Unity’s struggle over the past couple years is much different than, say, Discord’s or Twitch’s. And those companies have separate struggles from a place like Microsoft or Epic Games or Airship Syndicate or Embracer Group.

Unity is an interesting case because player revenue isn’t relevant. Instead, Unity makes money by licensing its game engine out to developers, its ad-selling business for mobile games, and several other software tools. Unlike Epic Games, which owns Unity competitor Unreal Engine, Unity doesn’t make video games itself. Unity makes a lot of money from these revenue streams — it brought in $1.3 billion in 2022 — but it’s not profitable. Unity tried to up its prices for its game engine license in 2023 and faced intense backlash. The new pricing model was universally despised by game creators. The company eventually pulled back and revised the plan. But before that, Unity faced a few smaller controversies, which eroded the company’s trust with its users; when the install fee news hit, it was the last straw for some people.

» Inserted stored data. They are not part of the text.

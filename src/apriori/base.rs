use super::storage::FrequentLevel;
use super::store::{Item, ItemId, TransactionId, TransactionStore};

/// Occurrence set of every item in the vocabulary, indexed by [`ItemId`].
///
/// One pass over the log. Transactions are visited in id order, so every
/// list comes out sorted.
pub fn index_items<I: Item>(store: &TransactionStore<I>) -> Vec<Vec<TransactionId>> {
    let mut index: Vec<Vec<TransactionId>> = vec![Vec::new(); store.num_items()];
    for (tid, items) in store.iter_transactions() {
        for &item in items {
            index[item.index()].push(tid);
        }
    }
    index
}

/// Level 1: every single item whose occurrence set reaches `sigma`.
pub fn build_first_level<I: Item>(store: &TransactionStore<I>, sigma: usize) -> FrequentLevel {
    let index = index_items(store);
    let survivors = index.iter().filter(|tids| tids.len() >= sigma).count();

    let mut level = FrequentLevel::with_capacity(1, survivors);
    for (idx, tids) in index.into_iter().enumerate() {
        if tids.len() >= sigma {
            // the store caps its vocabulary at u32::MAX items
            level.push(&[ItemId(idx as u32)], tids);
        }
    }
    level
}
use crate::error::{CooccurError, Result};

pub const DEFAULT_SIGMA: usize = 4;
pub const DEFAULT_MIN_SET_SIZE: usize = 3;
/// Largest subset size the pruner looks up. Measured runs put 3 within ~10% of the best time.
pub const DEFAULT_MAX_COMBO_SIZE: usize = 3;

/// Thresholds and tuning knobs for one mining run.
#[derive(Debug, Clone, Copy, PartialEq, Eq)]
pub struct MiningConfig {
    /// Minimum number of transactions an itemset must appear in.
    pub sigma: usize,
    /// Smallest itemset cardinality that is reported.
    pub min_set_size: usize,
    /// Largest subset size checked by the pruner. Affects speed only, never output.
    pub max_combo_size: usize,
}

impl Default for MiningConfig {
    fn default() -> Self {
        Self {
            sigma: DEFAULT_SIGMA,
            min_set_size: DEFAULT_MIN_SET_SIZE,
            max_combo_size: DEFAULT_MAX_COMBO_SIZE,
        }
    }
}

impl MiningConfig {
    pub fn new(sigma: usize, min_set_size: usize) -> Self {
        Self {
            sigma,
            min_set_size,
            ..Self::default()
        }
    }

    pub fn with_sigma(mut self, sigma: usize) -> Self {
        self.sigma = sigma;
        self
    }

    pub fn with_min_set_size(mut self, min_set_size: usize) -> Self {
        self.min_set_size = min_set_size;
        self
    }

    pub fn with_max_combo_size(mut self, max_combo_size: usize) -> Self {
        self.max_combo_size = max_combo_size;
        self
    }

    pub fn validate(&self) -> Result<()> {
        for (parameter, value) in [
            ("sigma", self.sigma),
            ("min_set_size", self.min_set_size),
            ("max_combo_size", self.max_combo_size),
        ] {
            if value == 0 {
                return Err(CooccurError::InvalidConfig { parameter, value });
            }
        }
        Ok(())
    }
}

Twitch, on the other hand, does have a stake in viewer spending: It takes a cut of subscriptions and donations to streamers. But it also makes a lot of money from selling ad space. These ads run during Twitch streams, but they’re also visible throughout the desktop site and mobile app. Twitch doesn’t discuss this side of its business much, but the problems feel adjacent to what’s going on in the media business: Ad sales have plummeted. Companies aren’t buying ad space like they used to, so Twitch is likely making less money from that revenue stream but still has to pay out creators that run ads on their broadcasts. That’s on top of all the other ways Twitch compensates creators for their work — many of which have been widely criticized for not being enough or being unfair.

Bloomberg reported in January that Twitch, like Unity, isn’t profitable. As Twitch leadership figures out how to grapple with the “enormously expensive” task, per Bloomberg, of supporting so much live video, it’s workers, again, that suffer.

What do we do?

This devastating period of layoffs is something the video game industry has been through before, albeit maybe not at this scale, and it will likely go through it again. Venture capitalism relies on growth, and that makes it easy to see little other than money and numbers. From that perspective, maybe you don’t see anything that needs to change, so you’ll go about your business as usual, with shareholder interests being of utmost importance. That structure hasn’t supported the people making video games — and thus the practice of making games themselves — and some developers are looking to rethink it.

For one, video game developers are unionizing, and even at the biggest of corporations, like Microsoft. Unions mean that developers will have a louder, collective voice in the workplace, one that stands up to shareholder demands. Some studios are also looking at alternative models that buck corporate structure altogether, like worker-owned co-ops. That structure means there isn’t any one boss — all people who work at the studio are equals.

Grassroots efforts to mitigate the pain of layoffs have also popped up across the industry; developers want to help each other, even as they compete for a limited number of positions. Amir Satvat has kept a running list of job openings on LinkedIn, providing information and networking to people looking for video game industry jobs, and it’s been a boon to the community. Additionally, Satvat created the Job Seeker’s Workbook, which pulls together resources in one place while also connecting job seekers to recruiters.

“This kind of cyclical hiring and firing behavior has been part of the game industry for decades,” Nooney said. “It might settle down for a couple years, but it’ll inevitably come back in new clothes. I think a widespread general frustration with employment for carrying games is one of the reasons we’ve seen such an uptick of unionization spread throughout the industry.”